WHAT YOU SHOULD DO - Repeat precisely the span of lines below that opens with the line containing "impl<E: Entity> MemoryRemote<E>" and closes with the line containing "pub fn requests(&self)", both included.
(EXTRACTED INFORMATION begins)
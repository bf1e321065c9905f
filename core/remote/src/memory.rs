//! In-memory server for testing.

use async_trait::async_trait;
use std::collections::{BTreeMap, HashSet};
use std::sync::atomic::{AtomicBool, Ordering};
use std::sync::RwLock;
use tracing::debug;

use fieldbook_common::{
    ConflictResolver, DeleteOutcome, Entity, EntityId, Error, Result, Timestamp, UpsertOutcome,
};

use crate::api::{RemoteApi, RemoteChange};

/// A request observed by the in-memory server.
#[derive(Debug, Clone, PartialEq, Eq)]
pub enum Request {
    List,
    Upsert(EntityId),
    Delete(EntityId),
}

/// In-memory server-side write acceptor.
///
/// Stores soft-deleted rows as tombstones and runs every write through the
/// [`ConflictResolver`], exactly like the real server. Connectivity and
/// per-record rejections can be simulated.
pub struct MemoryRemote<E: Entity> {
    rows: RwLock<BTreeMap<EntityId, E>>,
    resolver: ConflictResolver,
    online: AtomicBool,
    rejected: RwLock<HashSet<EntityId>>,
    requests: RwLock<Vec<Request>>,
}

impl<E: Entity> MemoryRemote<E> {
    /// Create a new empty server.
    pub fn new() -> Self {
        Self {
            rows: RwLock::new(BTreeMap::new()),
            resolver: ConflictResolver::new(),
            online: AtomicBool::new(true),
            rejected: RwLock::new(HashSet::new()),
            requests: RwLock::new(Vec::new()),
        }
    }

    /// Simulate losing or regaining connectivity.
    pub fn set_online(&self, online: bool) {
        self.online.store(online, Ordering::SeqCst);
    }

    /// Answer every write for `id` with a server error until cleared.
    pub fn reject_writes_for(&self, id: &EntityId) {
        if let Ok(mut rejected) = self.rejected.write() {
            rejected.insert(id.clone());
        }
    }

    /// Stop rejecting writes for `id`.
    pub fn accept_writes_for(&self, id: &EntityId) {
        if let Ok(mut rejected) = self.rejected.write() {
            rejected.remove(id);
        }
    }

    /// Current server row, including tombstones.
    pub fn get(&self, id: &EntityId) -> Option<E> {
        self.rows.read().ok().and_then(|rows| rows.get(id).cloned())
    }

    /// Store a row directly, bypassing conflict resolution.
    pub fn seed(&self, entity: E) {
        if let Ok(mut rows) = self.rows.write() {
            rows.insert(entity.id().clone(), entity);
        }
    }

    /// Requests received so far, in arrival order.
    pub fn requests(&self) -> Vec<Request> {
        self.requests.read().map(|r| r.clone()).unwrap_or_default()
    }

    fn record(&self, request: Request) {
        if let Ok(mut requests) = self.requests.write() {
            requests.push(request);
        }
    }

    fn ensure_online(&self) -> Result<()> {
        if self.online.load(Ordering::SeqCst) {
            Ok(())
        } else {
            Err(Error::Offline(format!("{} server unreachable", E::TYPE_ID)))
        }
    }

    fn ensure_accepts(&self, id: &EntityId) -> Result<()> {
        let rejected = self
            .rejected
            .read()
            .map(|r| r.contains(id))
            .unwrap_or(false);
        if rejected {
            Err(Error::Rejected {
                status: 500,
                message: format!("write to {} {} failed", E::TYPE_ID, id),
            })
        } else {
            Ok(())
        }
    }

    fn rows_mut(&self) -> Result<std::sync::RwLockWriteGuard<'_, BTreeMap<EntityId, E>>> {
        self.rows
            .write()
            .map_err(|_| Error::Unexpected("server state poisoned".to_string()))
    }
}

impl<E: Entity> Default for MemoryRemote<E> {
    fn default() -> Self {
        Self::new()
    }
}

#[async_trait]
impl<E: Entity> RemoteApi<E> for MemoryRemote<E> {
    fn name(&self) -> &str {
        "memory"
    }

    async fn modified_since(
        &self,
        scope: Option<&EntityId>,
        since: Timestamp,
    ) -> Result<Vec<RemoteChange<E>>> {
        self.ensure_online()?;
        self.record(Request::List);

        let rows = self
            .rows
            .read()
            .map_err(|_| Error::Unexpected("server state poisoned".to_string()))?;
        Ok(rows
            .values()
            .filter(|e| scope.is_none() || e.parent_id() == scope)
            .filter(|e| e.sync_timestamp() >= since)
            .cloned()
            .map(RemoteChange::from_entity)
            .collect())
    }

    async fn upsert(&self, entity: &E) -> Result<UpsertOutcome<E>> {
        self.ensure_online()?;
        self.record(Request::Upsert(entity.id().clone()));
        self.ensure_accepts(entity.id())?;

        let mut rows = self.rows_mut()?;
        let mut slot = rows.get(entity.id()).cloned();
        let outcome = self.resolver.apply_upsert(&mut slot, entity.clone());
        if let Some(stored) = slot {
            rows.insert(stored.id().clone(), stored);
        }

        debug!("Server upsert {} {}: {}", E::TYPE_ID, entity.id(), outcome_name(&outcome));
        Ok(outcome)
    }

    async fn delete(&self, id: &EntityId, deleted_at: Timestamp) -> Result<DeleteOutcome<E>> {
        self.ensure_online()?;
        self.record(Request::Delete(id.clone()));
        self.ensure_accepts(id)?;

        let mut rows = self.rows_mut()?;
        let mut slot = rows.get(id).cloned();
        let outcome = self.resolver.apply_delete(&mut slot, deleted_at);
        if let Some(stored) = slot {
            rows.insert(id.clone(), stored);
        }
        Ok(outcome)
    }
}

fn outcome_name<E>(outcome: &UpsertOutcome<E>) -> &'static str {
    match outcome {
        UpsertOutcome::Accepted => "accepted",
        UpsertOutcome::RejectedWithCurrent(_) => "rejected",
    }
}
(EXTRACTED INFORMATION ends)
SOLUTION FOR THIS TASK -
impl<E: Entity> MemoryRemote<E> {
    /// Create a new empty server.
    pub fn new() -> Self {
        Self {
            rows: RwLock::new(BTreeMap::new()),
            resolver: ConflictResolver::new(),
            online: AtomicBool::new(true),
            rejected: RwLock::new(HashSet::new()),
            requests: RwLock::new(Vec::new()),
        }
    }

    /// Simulate losing or regaining connectivity.
    pub fn set_online(&self, online: bool) {
        self.online.store(online, Ordering::SeqCst);
    }

    /// Answer every write for `id` with a server error until cleared.
    pub fn reject_writes_for(&self, id: &EntityId) {
        if let Ok(mut rejected) = self.rejected.write() {
            rejected.insert(id.clone());
        }
    }

    /// Stop rejecting writes for `id`.
    pub fn accept_writes_for(&self, id: &EntityId) {
        if let Ok(mut rejected) = self.rejected.write() {
            rejected.remove(id);
        }
    }

    /// Current server row, including tombstones.
    pub fn get(&self, id: &EntityId) -> Option<E> {
        self.rows.read().ok().and_then(|rows| rows.get(id).cloned())
    }

    /// Store a row directly, bypassing conflict resolution.
    pub fn seed(&self, entity: E) {
        if let Ok(mut rows) = self.rows.write() {
            rows.insert(entity.id().clone(), entity);
        }
    }

    /// Requests received so far, in arrival order.
    pub fn requests(&self) -> Vec<Request> {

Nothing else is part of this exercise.